A SERP is far more complex than 10 blue links. Modern search results mix ads, featured snippets, knowledge panels, images, and AI Overviews. Your ranking position matters, but the SERP features and your click-through rate matter more. Before launching an SEO campaign, analyze the SERP for your target keywords. Understand what features dominate, what positions are available, and what winning looks like. Our SERP tracking tool monitors your position and shows SERP features changing daily so you can adapt your strategy to win real estate on the page.

Frequently questions asked

What is the difference between a SERP and Google search results?

SERP is the general term for any search engine results page. Google SERP refers specifically to results from Google search. Other search engines have SERPs too. Bing, DuckDuckGo, and Yandex all display SERPs with their own layouts and features.

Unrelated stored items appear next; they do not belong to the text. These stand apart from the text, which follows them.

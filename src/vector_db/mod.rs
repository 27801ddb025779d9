pub mod memory;
pub mod milvus;

use crate::chunker::Metadata;
use anyhow::Result;

pub use memory::InMemoryVectorDatabase;
pub use milvus::MilvusVectorDatabase;

/// Exact-match metadata conditions, all of which must hold
pub type MetadataFilter = Metadata;

/// One stored entry
#[derive(Debug, Clone)]
pub struct VectorRecord {
    pub id: String,
    pub vector: Vec<f32>,
    pub text: String,
    pub metadata: Metadata,
}

/// Search result from vector database
#[derive(Debug, Clone, PartialEq)]
pub struct SearchResult {
    pub text: String,
    pub metadata: Metadata,
    /// Higher is more relevant
    pub similarity: f32,
}

#[derive(Debug, Clone, PartialEq, Eq)]
pub struct CollectionInfo {
    pub name: String,
    pub count: usize,
}

/// Vector database trait
#[async_trait::async_trait]
pub trait VectorDatabase: Send + Sync {
    /// Create the collection unless it already exists
    async fn create_collection(&self, name: &str, dimension: usize) -> Result<()>;
    async fn has_collection(&self, name: &str) -> Result<bool>;
    async fn upsert(&self, collection: &str, records: Vec<VectorRecord>) -> Result<()>;
    /// Up to `limit` nearest entries, best similarity first
    async fn query(
        &self,
        collection: &str,
        vector: &[f32],
        limit: usize,
        filter: Option<&MetadataFilter>,
    ) -> Result<Vec<SearchResult>>;
    /// Stored entries; may trail very recent writes on remote stores
    async fn count(&self, collection: &str) -> Result<usize>;
    async fn list_collections(&self) -> Result<Vec<CollectionInfo>>;
    async fn drop_collection(&self, name: &str) -> Result<()>;
}

/// Collection names keep ASCII letters, digits and `_`; everything else
/// becomes `_`. Names are padded to at least 3 and cut to 63 characters.
pub fn sanitize_collection_name(name: &str) -> String {
    let mut sanitized: String = name
        .chars()
        .map(|c| if c.is_ascii_alphanumeric() || c == '_' { c } else { '_' })
        .collect();
    if sanitized.len() < 3 {
        sanitized.push_str("_col");
    }
    sanitized.truncate(63);
    sanitized
}

#[cfg(test)]
mod tests {
    use super::*;

    #[test]
    fn test_sanitize_collection_name() {
        assert_eq!(sanitize_collection_name("my-repo.v2"), "my_repo_v2");
        assert_eq!(sanitize_collection_name("ab"), "ab_col");
        assert_eq!(sanitize_collection_name(&"x".repeat(100)).len(), 63);
        assert_eq!(sanitize_collection_name("already_fine"), "already_fine");
    }
}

How many links does Google show on a SERP?

Typically 10 organic links on the first page, but this varies. Some SERPs show fewer due to featured snippets, knowledge panels, or ads. Mobile SERPs show 3 to 5 organic links above the fold. The SERP layout is dynamic and depends on intent and device.

Does SERP ranking change by location?

Yes, significantly for local queries. A search for 'pizza near me' shows local businesses nearby. A search for 'best pizza' shows broader results. Mobile SERPs change more dramatically by location than desktop. Always test SERP rankings from the user's target location.